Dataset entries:
━━━━━━━━━━━━━━━━
//! The scan validation engine.
//!
//! One call to [`ValidationEngine::validate`] is one admission decision:
//! rate-limit pre-check, then a single transaction that locks the ticket
//! row, evaluates the policy, conditionally consumes the ticket, and appends
//! the audit log entry. Concurrent validations of the same ticket serialize
//! on the row lock; the conditional consume is the final gate against
//! double admission even for writers that bypass the lock.

pub mod batch;

use std::sync::Arc;

use rand::Rng;
use sqlx::PgPool;
use tessera_core::clock::Clock;
use tessera_core::codes::RejectCode;
use tessera_core::fingerprint::scan_fingerprint;
use tessera_core::policy::{
    self, Decision, PolicyConfig, QrCheck, ScanContext, ScanHistory,
};
use tessera_core::qr;
use tessera_core::ratelimit::RateLimiter;
use tessera_core::state::TicketState;
use tessera_core::types::{DbId, Timestamp};
use tessera_db::models::scan_log::NewScanLog;
use tessera_db::repositories::{EventRepo, ScanLogRepo, TicketRepo};
use tessera_db::DbErrorKind;

/// Transaction attempts per validation: the first try plus three retries.
const MAX_ATTEMPTS: u32 = 4;

/// Base backoff before each retry; a random jitter of up to the same
/// amount is added on top.
const BACKOFF_MS: [u64; 3] = [2, 8, 32];

/// One validation request, already resolved to identifiers.
#[derive(Debug, Clone)]
pub struct ScanRequest {
    pub ticket_id: DbId,
    pub event_id: DbId,
    pub ctx: ScanContext,
}

/// What the engine decided for one scan attempt.
#[derive(Debug, Clone)]
pub enum ScanDecision {
    Admitted {
        scan_log_id: DbId,
        restrictions: Vec<String>,
    },
    Rejected {
        code: RejectCode,
        reason: String,
    },
}

/// Engine output: the decision plus the identifiers it applies to.
#[derive(Debug, Clone)]
pub struct ScanOutcome {
    pub ticket_id: DbId,
    pub event_id: DbId,
    pub scanned_at: Timestamp,
    pub decision: ScanDecision,
}

impl ScanOutcome {
    pub fn is_admitted(&self) -> bool {
        matches!(self.decision, ScanDecision::Admitted { .. })
    }

    pub fn reject_code(&self) -> Option<RejectCode> {
        match &self.decision {
            ScanDecision::Rejected { code, .. } => Some(*code),
            ScanDecision::Admitted { .. } => None,
        }
    }
}

/// Failures the engine cannot express as a reject code.
#[derive(Debug, thiserror::Error)]
pub enum EngineError {
    #[error(transparent)]
    Db(#[from] sqlx::Error),

    /// A row decoded into a state the enums do not know. Indicates data
    /// written outside the application.
    #[error("corrupt row: {0}")]
    Corrupt(String),
}

/// Orchestrates scan validation against the store.
pub struct ValidationEngine {
    pool: PgPool,
    limiter: Arc<RateLimiter>,
    clock: Arc<dyn Clock>,
    policy: PolicyConfig,
}

impl ValidationEngine {
    pub fn new(
        pool: PgPool,
        limiter: Arc<RateLimiter>,
        clock: Arc<dyn Clock>,
        policy: PolicyConfig,
    ) -> Self {
        Self {
            pool,
            limiter,
            clock,
            policy,
        }
    }

    /// Validate one scan attempt.
    ///
    /// Business rejects come back as `Ok` with a [`ScanDecision::Rejected`];
    /// `Err` is reserved for failures with no stable wire code.
    pub async fn validate(&self, req: &ScanRequest) -> Result<ScanOutcome, EngineError> {
        let now = self.clock.now();

        // Burst throttle before any database work.
        if !self
            .limiter
            .check_scan(req.ticket_id, &req.ctx.device_id, req.ctx.operator_id, now)
        {
            tracing::debug!(
                ticket_id = req.ticket_id,
                device_id = %req.ctx.device_id,
                "Scan throttled before transaction",
            );
            return Ok(rejected(
                req,
                now,
                RejectCode::ScanTooFrequent,
                "scan rate limit exceeded",
            ));
        }

        let fingerprint = scan_fingerprint(
            req.ticket_id,
            req.event_id,
            &req.ctx.device_id,
            &req.ctx.location,
            req.ctx.timestamp,
        );

        let mut attempt: u32 = 0;
        loop {
            match self.attempt(req, now, &fingerprint).await {
                Ok(outcome) => return Ok(outcome),
                Err(EngineError::Db(err)) => match tessera_db::error_kind(&err) {
                    DbErrorKind::Transient if attempt + 1 < MAX_ATTEMPTS => {
                        let base = BACKOFF_MS[attempt as usize];
                        let jitter = rand::rng().random_range(0..=base);
                        tracing::warn!(
                            ticket_id = req.ticket_id,
                            attempt,
                            delay_ms = base + jitter,
                            error = %err,
                            "Transient store failure, retrying validation",
                        );
                        tokio::time::sleep(std::time::Duration::from_millis(base + jitter)).await;
                        attempt += 1;
                    }
                    DbErrorKind::Transient => {
                        tracing::error!(
                            ticket_id = req.ticket_id,
                            error = %err,
                            "Transient store failure persisted past retry budget",
                        );
                        return Ok(rejected(
                            req,
                            now,
                            RejectCode::TransientRetryExhausted,
                            "temporary failure, please retry",
                        ));
                    }
                    // A concurrent writer slipped a conflicting scan-log row in.
                    DbErrorKind::UniqueViolation => {
                        return Ok(rejected(req, now, RejectCode::ReplayRace, "concurrent scan"));
                    }
                    DbErrorKind::ForeignKeyViolation => {
                        return Ok(rejected(
                            req,
                            now,
                            RejectCode::InvalidReference,
                            "request references an unknown entity",
                        ));
                    }
                    _ => return Err(EngineError::Db(err)),
                },
                Err(other) => return Err(other),
            }
        }
    }

    /// Resolve a ticket code, then run the normal validation path against
    /// the ticket's own event.
    pub async fn validate_by_code(
        &self,
        ticket_code: &str,
        ctx: ScanContext,
    ) -> Result<ScanOutcome, EngineError> {
        let now = self.clock.now();
        let Some(ticket) = TicketRepo::find_by_code(&self.pool, ticket_code).await? else {
            return Ok(ScanOutcome {
                ticket_id: 0,
                event_id: 0,
                scanned_at: now,
                decision: ScanDecision::Rejected {
                    code: RejectCode::TicketNotFound,
                    reason: "unknown ticket code".to_string(),
                },
            });
        };
        let req = ScanRequest {
            ticket_id: ticket.id,
            event_id: ticket.event_id,
            ctx,
        };
        self.validate(&req).await
    }

    /// One transactional attempt.
    async fn attempt(
        &self,
        req: &ScanRequest,
        now: Timestamp,
        fingerprint: &str,
    ) -> Result<ScanOutcome, EngineError> {
        let mut tx = self.pool.begin().await.map_err(EngineError::Db)?;

        // SERIALIZABLE covers what the row lock cannot: concurrent
        // admissions of *different* tickets racing on an event's capacity
        // count. The loser fails with a serialization error, retries, and
        // observes the winner's admission.
        sqlx::query("SET TRANSACTION ISOLATION LEVEL SERIALIZABLE")
            .execute(&mut *tx)
            .await
            .map_err(EngineError::Db)?;

        // Lock the ticket row: all decisions for this ticket serialize here.
        let Some(ticket) = TicketRepo::find_for_update(&mut tx, req.ticket_id)
            .await
            .map_err(EngineError::Db)?
        else {
            // Unknown ticket: nothing to audit against, nothing held.
            tx.rollback().await.map_err(EngineError::Db)?;
            return Ok(rejected(req, now, RejectCode::TicketNotFound, "unknown ticket"));
        };

        let log_base = NewScanLog {
            ticket_id: ticket.id,
            event_id: ticket.event_id,
            operator_id: req.ctx.operator_id,
            device_id: req.ctx.device_id.clone(),
            location: req.ctx.location.clone(),
            scanned_at: now,
            rejection_code: None,
            request_fingerprint: fingerprint.to_string(),
        };

        // The scanner claimed a different event than the ticket belongs to.
        if ticket.event_id != req.event_id {
            let code = RejectCode::TicketEventMismatch;
            Self::append_reject(&mut tx, &log_base, code).await?;
            tx.commit().await.map_err(EngineError::Db)?;
            return Ok(rejected(
                req,
                now,
                code,
                "ticket does not belong to the requested event",
            ));
        }

        let event = EventRepo::find_by_id(&mut *tx, ticket.event_id)
            .await
            .map_err(EngineError::Db)?
            .ok_or_else(|| {
                EngineError::Corrupt(format!("ticket {} references missing event", ticket.id))
            })?;

        let ticket_state = ticket
            .state()
            .ok_or_else(|| EngineError::Corrupt(format!("ticket {} has unknown status", ticket.id)))?;
        let event_state = event
            .state()
            .ok_or_else(|| EngineError::Corrupt(format!("event {} has unknown status", event.id)))?;

        let history = ScanHistory {
            admitted_count: ScanLogRepo::admitted_count_for_ticket(&mut *tx, ticket.id)
                .await
                .map_err(EngineError::Db)?,
            last_admitted_at: ScanLogRepo::last_admitted_at(&mut *tx, ticket.id)
                .await
                .map_err(EngineError::Db)?,
        };
        let event_admitted = ScanLogRepo::admitted_count_for_event(&mut *tx, event.id)
            .await
            .map_err(EngineError::Db)?;

        let qr_check = ticket.qr_payload.as_deref().map(|bytes| match qr::decode(bytes) {
            Ok(payload) => QrCheck::Decoded(payload),
            Err(err) => QrCheck::Unreadable(err),
        });

        let decision = policy::evaluate(
            &ticket.facts(ticket_state),
            &event.facts(event_state),
            &req.ctx,
            now,
            history,
            qr_check.as_ref(),
            event_admitted,
            &self.policy,
        );

        match decision {
            Decision::Admit { restrictions } => {
                // Re-read capacity inside the transaction; losing the race
                // against another admission is an EVENT_FULL.
                if let Some(max) = event.max_attendees {
                    let count = ScanLogRepo::admitted_count_for_event(&mut *tx, event.id)
                        .await
                        .map_err(EngineError::Db)?;
                    if count >= i64::from(max) {
                        let code = RejectCode::EventFull;
                        Self::append_reject(&mut tx, &log_base, code).await?;
                        tx.commit().await.map_err(EngineError::Db)?;
                        return Ok(rejected(req, now, code, "event is at capacity"));
                    }
                }

                // The ticket flips to `used` on its final admission only;
                // earlier admissions of a multi-scan ticket leave it active.
                let final_admission =
                    history.admitted_count + 1 >= i64::from(ticket.max_scans);
                if final_admission {
                    let consumed = TicketRepo::mark_consumed(&mut tx, ticket.id, now)
                        .await
                        .map_err(EngineError::Db)?;
                    if !consumed {
                        // A non-locking writer changed the status underneath us.
                        let code = RejectCode::TicketAlreadyValidated;
                        Self::append_reject(&mut tx, &log_base, code).await?;
                        tx.commit().await.map_err(EngineError::Db)?;
                        return Ok(rejected(
                            req,
                            now,
                            code,
                            "ticket was validated by a concurrent scan",
                        ));
                    }
                }

                let scan_log_id = ScanLogRepo::append(&mut *tx, &log_base)
                    .await
                    .map_err(EngineError::Db)?;
                tx.commit().await.map_err(EngineError::Db)?;

                tracing::info!(
                    ticket_id = ticket.id,
                    event_id = event.id,
                    scan_log_id,
                    final_admission,
                    "Ticket admitted",
                );
                Ok(ScanOutcome {
                    ticket_id: ticket.id,
                    event_id: event.id,
                    scanned_at: now,
                    decision: ScanDecision::Admitted {
                        scan_log_id,
                        restrictions,
                    },
                })
            }
            Decision::Reject { code, reason } => {
                // Audit the reject, then commit: the log row must survive.
                Self::append_reject(&mut tx, &log_base, code).await?;
                tx.commit().await.map_err(EngineError::Db)?;

                tracing::info!(
                    ticket_id = ticket.id,
                    event_id = event.id,
                    code = %code,
                    "Ticket rejected",
                );
                Ok(ScanOutcome {
                    ticket_id: ticket.id,
                    event_id: event.id,
                    scanned_at: now,
                    decision: ScanDecision::Rejected { code, reason },
                })
            }
        }
    }

    async fn append_reject(
        tx: &mut sqlx::Transaction<'_, sqlx::Postgres>,
        base: &NewScanLog,
        code: RejectCode,
    ) -> Result<DbId, EngineError> {
        let entry = NewScanLog {
            rejection_code: Some(code.as_str().to_string()),
            ..base.clone()
        };
        ScanLogRepo::append(&mut **tx, &entry)
            .await
            .map_err(EngineError::Db)
    }
}

fn rejected(
    req: &ScanRequest,
    now: Timestamp,
    code: RejectCode,
    reason: &str,
) -> ScanOutcome {
    ScanOutcome {
        ticket_id: req.ticket_id,
        event_id: req.event_id,
        scanned_at: now,
        decision: ScanDecision::Rejected {
            code,
            reason: reason.to_string(),
        },
    }
}

/// Apply an admin transition to a ticket, validating it against the state
/// machine before the conditional update.
pub async fn admin_transition(
    pool: &PgPool,
    ticket_id: DbId,
    current: TicketState,
    target: TicketState,
) -> Result<bool, sqlx::Error> {
    if !current.admin_transition_allowed(target) {
        return Ok(false);
    }
    TicketRepo::set_status(pool, ticket_id, current, target).await
}
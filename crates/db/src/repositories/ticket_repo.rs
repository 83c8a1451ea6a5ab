//! Repository for the `tickets` table.
//!
//! All reads join `event_guests` to materialize the owning `event_id`.
//! The two writes that gate admission — [`TicketRepo::find_for_update`] and
//! [`TicketRepo::mark_consumed`] — are the serialization point for
//! concurrent validations of the same ticket.

use sqlx::{PgConnection, PgExecutor, PgPool};
use tessera_core::state::TicketState;
use tessera_core::types::{DbId, Timestamp};

use crate::models::ticket::Ticket;

/// Column list for joined `tickets` queries (`t` = tickets, `g` = event_guests).
const COLUMNS: &str = "\
    t.id, t.event_guest_id, g.event_id, t.ticket_code, t.qr_payload, \
    t.status_id, t.max_scans, t.validated_at, t.created_at, t.updated_at";

/// Provides read/write operations for tickets.
pub struct TicketRepo;

impl TicketRepo {
    /// Issue a ticket to a guest.
    ///
    /// `ticket_code` is globally unique; a duplicate surfaces as a
    /// unique-violation database error. `qr_payload` is immutable after this
    /// insert.
    pub async fn issue(
        pool: &PgPool,
        event_guest_id: DbId,
        ticket_code: &str,
        qr_payload: Option<&[u8]>,
        max_scans: i32,
    ) -> Result<Ticket, sqlx::Error> {
        let id: DbId = sqlx::query_scalar(
            "INSERT INTO tickets (event_guest_id, ticket_code, qr_payload, status_id, max_scans) \
             VALUES ($1, $2, $3, $4, $5) \
             RETURNING id",
        )
        .bind(event_guest_id)
        .bind(ticket_code)
        .bind(qr_payload)
        .bind(TicketState::Active.id())
        .bind(max_scans)
        .fetch_one(pool)
        .await?;

        Self::find_by_id(pool, id)
            .await?
            .ok_or(sqlx::Error::RowNotFound)
    }

    /// Store the QR payload generated at issuance.
    ///
    /// Conditional on the column being NULL: the payload is immutable once
    /// set. Returns `true` iff the payload was written.
    pub async fn attach_qr_payload(
        pool: &PgPool,
        ticket_id: DbId,
        payload: &[u8],
    ) -> Result<bool, sqlx::Error> {
        let result = sqlx::query(
            "UPDATE tickets SET qr_payload = $2, updated_at = NOW() \
             WHERE id = $1 AND qr_payload IS NULL",
        )
        .bind(ticket_id)
        .bind(payload)
        .execute(pool)
        .await?;
        Ok(result.rows_affected() == 1)
    }

    /// Find a ticket by its ID.
    pub async fn find_by_id<'e>(
        executor: impl PgExecutor<'e>,
        id: DbId,
    ) -> Result<Option<Ticket>, sqlx::Error> {
        let query = format!(
            "SELECT {COLUMNS} FROM tickets t \
             JOIN event_guests g ON g.id = t.event_guest_id \
             WHERE t.id = $1"
        );
        sqlx::query_as::<_, Ticket>(&query)
            .bind(id)
            .fetch_optional(executor)
            .await
    }

    /// Find a ticket by its unique code.
    pub async fn find_by_code(pool: &PgPool, code: &str) -> Result<Option<Ticket>, sqlx::Error> {
        let query = format!(
            "SELECT {COLUMNS} FROM tickets t \
             JOIN event_guests g ON g.id = t.event_guest_id \
             WHERE t.ticket_code = $1"
        );
        sqlx::query_as::<_, Ticket>(&query)
            .bind(code)
            .fetch_optional(pool)
            .await
    }

    /// Lock the ticket row for the duration of the enclosing transaction.
    ///
    /// Returns the joined row so the caller can cross-check the owning
    /// event. Only the ticket row is locked; events stay read-only.
    pub async fn find_for_update(
        conn: &mut PgConnection,
        ticket_id: DbId,
    ) -> Result<Option<Ticket>, sqlx::Error> {
        let query = format!(
            "SELECT {COLUMNS} FROM tickets t \
             JOIN event_guests g ON g.id = t.event_guest_id \
             WHERE t.id = $1 \
             FOR UPDATE OF t"
        );
        sqlx::query_as::<_, Ticket>(&query)
            .bind(ticket_id)
            .fetch_optional(conn)
            .await
    }

    /// Conditionally consume the ticket: `active -> used`, stamping
    /// `validated_at`.
    ///
    /// Returns `true` iff exactly one row changed. The condition holds even
    /// under the row lock so non-locking writers (admin tooling) cannot
    /// produce a double admission.
    pub async fn mark_consumed(
        conn: &mut PgConnection,
        ticket_id: DbId,
        now: Timestamp,
    ) -> Result<bool, sqlx::Error> {
        let result = sqlx::query(
            "UPDATE tickets \
             SET status_id = $2, validated_at = $3, updated_at = NOW() \
             WHERE id = $1 AND status_id = $4",
        )
        .bind(ticket_id)
        .bind(TicketState::Used.id())
        .bind(now)
        .bind(TicketState::Active.id())
        .execute(conn)
        .await?;
        Ok(result.rows_affected() == 1)
    }

    /// Conditional status transition for admin tooling.
    ///
    /// Returns `true` iff the ticket was in `from` and moved to `to`. The
    /// allowed transition set is enforced by the caller against the state
    /// machine; this is just the CAS.
    pub async fn set_status(
        pool: &PgPool,
        ticket_id: DbId,
        from: TicketState,
        to: TicketState,
    ) -> Result<bool, sqlx::Error> {
        let result = sqlx::query(
            "UPDATE tickets SET status_id = $2, updated_at = NOW() \
             WHERE id = $1 AND status_id = $3",
        )
        .bind(ticket_id)
        .bind(to.id())
        .bind(from.id())
        .execute(pool)
        .await?;
        Ok(result.rows_affected() == 1)
    }
}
━━━━━━━━━━━━━━━━
YOUR INSTRUCTIONS
Take each line above that holds the string "ScanContext" and copy it.

WRITTEN RESPONSE
    self, Decision, PolicyConfig, QrCheck, ScanContext, ScanHistory,
    pub ctx: ScanContext,
        ctx: ScanContext,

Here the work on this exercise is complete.